The Justice Department has charged a human rights activist in Queens with spying on Chinese dissidents.

Authorities charged Wang Shujun, 73, of Queens, New York, with “conspiracy and other charges related to an espionage and transnational repression scheme,” the Justice Department announced Wednesday. Prosecutors also charged four persons they said were Wang’s China-based Ministry of State Security handlers with the same crimes; however, these individuals remained at large, officials said.


“We allege Wang participated in a pro-democracy organization with the insidious intent to spy on those who joined,” Assistant Director-in-Charge Michael Driscoll said in the Justice Department’s announcement. “He targeted dissidents living in the United States, putting their lives at risk.”

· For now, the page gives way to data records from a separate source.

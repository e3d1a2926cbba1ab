use std::sync::atomic::{AtomicBool, Ordering};
use std::sync::Arc;

use anyhow::{Context, Result};

use envmatrix_core::interpreter::HostResolver;
use envmatrix_core::process::ShellRunner;
use envmatrix_core::runner::{RunOptions, RunReport};
use envmatrix_core::Session;

use super::compile_pattern;

pub struct RunArgs {
    pub venv_pattern: String,
    pub pythons: Vec<String>,
    pub recreate_venvs: bool,
    pub skip_base_install: bool,
    pub recompile_requirements: bool,
    pub pass_env: bool,
    pub skip_missing: bool,
    pub exit_first: bool,
    pub cmdargs: Vec<String>,
}

pub fn run(session: &Session, pattern: &str, args: RunArgs) -> Result<()> {
    let pattern = compile_pattern(pattern)?;
    let venv_pattern = compile_pattern(&args.venv_pattern)?;

    let interrupt = Arc::new(AtomicBool::new(false));
    let handler_flag = interrupt.clone();
    ctrlc::set_handler(move || {
        handler_flag.store(true, Ordering::SeqCst);
    })
    .context("installing interrupt handler")?;

    let opts = RunOptions {
        venv_pattern,
        recreate_venvs: args.recreate_venvs,
        skip_base_install: args.skip_base_install,
        recompile_requirements: args.recompile_requirements,
        pass_env: args.pass_env,
        cmdargs: args.cmdargs,
        skip_missing: args.skip_missing,
        exit_first: args.exit_first,
        pythons: args.pythons,
        interrupt,
        ..RunOptions::default()
    };

    let report = session.run(&pattern, &HostResolver, &ShellRunner::from_env(), &opts)?;
    print_summary(&report);

    if report.any_failed() {
        std::process::exit(1);
    }
    Ok(())
}

fn print_summary(report: &RunReport) {
    println!("\n-------------------summary-------------------");
    for result in &report.results {
        let mark = if !result.passed() {
            "x"
        } else if result.warned {
            "⚠"
        } else {
            "✓"
        };
        println!("{mark} {}", result.label());
    }
    println!(
        "{} passed with {} warnings, {} failed",
        report.passed(),
        report.warned(),
        report.failed()
    );
    if report.interrupted {
        println!("interrupted");
    }
}
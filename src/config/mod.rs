pub mod applicator;
pub mod builtin;
pub mod loader;
pub mod schema;

pub use applicator::{apply_table, ApplyError, FileReport, FileStatus, RunReport};
pub use builtin::{BUILTIN_TABLE, LINE_SEPARATOR};
pub use loader::{load_from_path, load_from_str, ConfigError};
pub use schema::{
    FileEntry, Metadata, PatchTable, ReplacementRule, ValidationError, ValidationIssue,
};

Prosecutors said Wang founded the Hu Yaobang and Zhao Ziyang Memorial Foundation, a nonprofit dedicated to reform-minded leaders of the Chinese Communist Party, in Flushing, Queens. They said Wang used his status as a human rights activist to gather intelligence on Uyghurs, Tibetans, Taiwanese independence advocates, and Hong Kong pro-democracy activists for his four handlers in China, according to court filings.

Wang then allegedly shared intelligence on his targets with the handlers via encrypted applications, email “diaries,” and in-person meetings in China. At least one individual Wang allegedly spied on was arrested later by Chinese authorities.

Salih Hudayar, prime minister of the East Turkistan Government in Exile, told the Daily Caller News Foundation on Monday that he has been the target of an ongoing Chinese intelligence operation since 2018.

Hudayar said that when a Chinese spy who posed as a human rights volunteer failed to infiltrate his Uyghur group, the East Turkistan National Awakening Movement, the suspected agent filed baseless charges against him with the Metropolitan Police Department in an attempt to silence him.

Wang could not be reached for comment.